Exercise prompt: From the entries that follow, extract each line holding the string "Super".

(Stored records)
|---|
//! Built-in functions and types.
//!
//! Every callable the runtime provides natively is a [`Builtin`] variant:
//! global functions (`len`, `print`, ...), the built-in types (`int`, `list`,
//! ...), which double as their own constructors, and the functions exported by
//! the built-in modules (`math.sqrt`, `heapq.heappush`, ...).

use std::collections::hash_map::DefaultHasher;
use std::hash::{Hash, Hasher};
use std::rc::Rc;

use steptrace_syntax::ast::{BinOp, UnaryOp};

use crate::error::{raise, ExcKind, Exception, RtResult};
use crate::format;
use crate::interp::{Args, Interpreter};
use crate::sort;
use crate::value::{
    DictKind, DictObj, HashKey, IterObj, ListObj, RangeObj, SeqKind, SetObj, Value,
};

#[derive(Debug, Clone, Copy, PartialEq, Eq, Hash)]
pub enum Builtin {
    Print,
    Input,
    Len,
    Range,
    Int,
    Float,
    Str,
    Bool,
    List,
    Tuple,
    Dict,
    Set,
    Abs,
    Min,
    Max,
    Sum,
    Sorted,
    Reversed,
    Enumerate,
    Zip,
    Map,
    Filter,
    Any,
    All,
    IsInstance,
    Type,
    Repr,
    Ord,
    Chr,
    Round,
    Divmod,
    Pow,
    Hash,
    Id,
    Iter,
    Next,
    HasAttr,
    GetAttr,
    SetAttr,
    Super,
    Object,
    Format,
    NoneType,
    Function,
    // math
    MathSqrt,
    MathFloor,
    MathCeil,
    MathLog,
    MathPow,
    MathGcd,
    // collections
    Deque,
    DefaultDict,
    Counter,
    // heapq
    HeapPush,
    HeapPop,
    Heapify,
    // sys
    SysSetRecursionLimit,
    SysGetRecursionLimit,
}

/// Builtins reachable by bare name.
const GLOBAL: &[Builtin] = &[
    Builtin::Print,
    Builtin::Input,
    Builtin::Len,
    Builtin::Range,
    Builtin::Int,
    Builtin::Float,
    Builtin::Str,
    Builtin::Bool,
    Builtin::List,
    Builtin::Tuple,
    Builtin::Dict,
    Builtin::Set,
    Builtin::Abs,
    Builtin::Min,
    Builtin::Max,
    Builtin::Sum,
    Builtin::Sorted,
    Builtin::Reversed,
    Builtin::Enumerate,
    Builtin::Zip,
    Builtin::Map,
    Builtin::Filter,
    Builtin::Any,
    Builtin::All,
    Builtin::IsInstance,
    Builtin::Type,
    Builtin::Repr,
    Builtin::Ord,
    Builtin::Chr,
    Builtin::Round,
    Builtin::Divmod,
    Builtin::Pow,
    Builtin::Hash,
    Builtin::Id,
    Builtin::Iter,
    Builtin::Next,
    Builtin::HasAttr,
    Builtin::GetAttr,
    Builtin::SetAttr,
    Builtin::Super,
    Builtin::Object,
    Builtin::Format,
];

impl Builtin {
    pub fn name(self) -> &'static str {
        match self {
            Builtin::Print => "print",
            Builtin::Input => "input",
            Builtin::Len => "len",
            Builtin::Range => "range",
            Builtin::Int => "int",
            Builtin::Float => "float",
            Builtin::Str => "str",
            Builtin::Bool => "bool",
            Builtin::List => "list",
            Builtin::Tuple => "tuple",
            Builtin::Dict => "dict",
            Builtin::Set => "set",
            Builtin::Abs => "abs",
            Builtin::Min => "min",
            Builtin::Max => "max",
            Builtin::Sum => "sum",
            Builtin::Sorted => "sorted",
            Builtin::Reversed => "reversed",
            Builtin::Enumerate => "enumerate",
            Builtin::Zip => "zip",
            Builtin::Map => "map",
            Builtin::Filter => "filter",
            Builtin::Any => "any",
            Builtin::All => "all",
            Builtin::IsInstance => "isinstance",
            Builtin::Type => "type",
            Builtin::Repr => "repr",
            Builtin::Ord => "ord",
            Builtin::Chr => "chr",
            Builtin::Round => "round",
            Builtin::Divmod => "divmod",
            Builtin::Pow => "pow",
            Builtin::Hash => "hash",
            Builtin::Id => "id",
            Builtin::Iter => "iter",
            Builtin::Next => "next",
            Builtin::HasAttr => "hasattr",
            Builtin::GetAttr => "getattr",
            Builtin::SetAttr => "setattr",
            Builtin::Super => "super",
            Builtin::Object => "object",
            Builtin::Format => "format",
            Builtin::NoneType => "NoneType",
            Builtin::Function => "function",
            Builtin::MathSqrt => "sqrt",
            Builtin::MathFloor => "floor",
            Builtin::MathCeil => "ceil",
            Builtin::MathLog => "log",
            Builtin::MathPow => "pow",
            Builtin::MathGcd => "gcd",
            Builtin::Deque => "deque",
            Builtin::DefaultDict => "defaultdict",
            Builtin::Counter => "Counter",
            Builtin::HeapPush => "heappush",
            Builtin::HeapPop => "heappop",
            Builtin::Heapify => "heapify",
            Builtin::SysSetRecursionLimit => "setrecursionlimit",
            Builtin::SysGetRecursionLimit => "getrecursionlimit",
        }
    }

    /// Whether this builtin is a type (`type(x)` may return it).
    pub fn is_type(self) -> bool {
        matches!(
            self,
            Builtin::Int
                | Builtin::Float
                | Builtin::Str
                | Builtin::Bool
                | Builtin::List
                | Builtin::Tuple
                | Builtin::Dict
                | Builtin::Set
                | Builtin::Range
                | Builtin::Type
                | Builtin::Object
                | Builtin::Deque
                | Builtin::DefaultDict
                | Builtin::Counter
                | Builtin::NoneType
                | Builtin::Function
        )
    }

    pub fn from_name(name: &str) -> Option<Builtin> {
        GLOBAL.iter().copied().find(|b| b.name() == name)
    }
}

/// Resolves a name in the builtin scope.
pub(crate) fn lookup(name: &str) -> Option<Value> {
    if name == "__name__" {
        return Some(Value::str("__main__"));
    }
    if let Some(builtin) = Builtin::from_name(name) {
        return Some(Value::Builtin(builtin));
    }
    ExcKind::from_name(name).map(Value::ExcClass)
}

/// `type(value)`.
pub(crate) fn type_of(value: &Value) -> Value {
    let builtin = match value {
        Value::None => Builtin::NoneType,
        Value::Bool(_) => Builtin::Bool,
        Value::Int(_) => Builtin::Int,
        Value::Float(_) => Builtin::Float,
        Value::Str(_) => Builtin::Str,
        Value::List(list) => match list.kind {
            SeqKind::List => Builtin::List,
            SeqKind::Deque => Builtin::Deque,
        },
        Value::Tuple(_) => Builtin::Tuple,
        Value::Dict(dict) => match dict.kind {
            DictKind::Dict => Builtin::Dict,
            DictKind::DefaultDict(_) => Builtin::DefaultDict,
            DictKind::Counter => Builtin::Counter,
        },
        Value::Set(_) => Builtin::Set,
        Value::Range(_) => Builtin::Range,
        Value::Function(_) | Value::BoundMethod(_) => Builtin::Function,
        Value::Builtin(b) if !b.is_type() => Builtin::Function,
        Value::Builtin(_) | Value::Class(_) | Value::ExcClass(_) => Builtin::Type,
        Value::Instance(instance) => return Value::Class(instance.class.clone()),
        Value::Exception(exc) => {
            return match &exc.class {
                Some(class) => Value::Class(class.clone()),
                None => Value::ExcClass(exc.kind),
            }
        }
        Value::Super(_) | Value::Module(_) | Value::Iterator(_) => Builtin::Object,
    };
    Value::Builtin(builtin)
}

/// `isinstance(value, builtin_type)`.
fn is_builtin_instance(value: &Value, builtin: Builtin) -> bool {
    match builtin {
        Builtin::Object => true,
        Builtin::Int => matches!(value, Value::Int(_) | Value::Bool(_)),
        Builtin::Dict => matches!(value, Value::Dict(_)),
        Builtin::Type => matches!(value, Value::Class(_) | Value::ExcClass(_))
            || matches!(value, Value::Builtin(b) if b.is_type()),
        other => matches!(type_of(value), Value::Builtin(b) if b == other),
    }
}

fn expect_int(value: &Value) -> RtResult<i64> {
    match value {
        Value::Int(_) | Value::Bool(_) => Ok(value.as_int().unwrap_or_default()),
        other => raise(
            ExcKind::TypeError,
            format!(
                "'{}' object cannot be interpreted as an integer",
                other.type_name()
            ),
        ),
    }
}

fn expect_float(function: &str, value: &Value) -> RtResult<f64> {
    value.as_float().ok_or_else(|| {
        Exception::new(
            ExcKind::TypeError,
            format!("{function}() argument must be a real number, not '{}'", value.type_name()),
        )
    })
}

/// Converts an integral float to `int`, as `int()`, `math.floor` and
/// `round` do.
fn float_to_int(f: f64) -> RtResult<Value> {
    if f.is_nan() {
        return raise(ExcKind::ValueError, "cannot convert float NaN to integer");
    }
    if f.is_infinite() {
        return raise(ExcKind::OverflowError, "cannot convert float infinity to integer");
    }
    if f < -9.223_372_036_854_776e18 || f >= 9.223_372_036_854_776e18 {
        return raise(ExcKind::OverflowError, "integer result out of range");
    }
    Ok(Value::Int(f as i64))
}

pub(crate) fn parse_int(text: &str, base: u32) -> Option<i64> {
    let trimmed = text.trim();
    let (negative, digits) = match trimmed.strip_prefix('-') {
        Some(rest) => (true, rest),
        None => (false, trimmed.strip_prefix('+').unwrap_or(trimmed)),
    };
    let digits = match base {
        16 => digits.strip_prefix("0x").or_else(|| digits.strip_prefix("0X")).unwrap_or(digits),
        8 => digits.strip_prefix("0o").or_else(|| digits.strip_prefix("0O")).unwrap_or(digits),
        2 => digits.strip_prefix("0b").or_else(|| digits.strip_prefix("0B")).unwrap_or(digits),
        _ => digits,
    };
    if digits.is_empty() || digits.starts_with('_') || digits.ends_with('_') || digits.contains("__") {
        return None;
    }
    let cleaned: String = digits.chars().filter(|c| *c != '_').collect();
    let magnitude = i128::from_str_radix(&cleaned, base).ok()?;
    let value = if negative { -magnitude } else { magnitude };
    i64::try_from(value).ok()
}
|---|
Task result:
    Super,
    Builtin::Super,
            Builtin::Super => "super",
        Value::Super(_) | Value::Module(_) | Value::Iterator(_) => Builtin::Object,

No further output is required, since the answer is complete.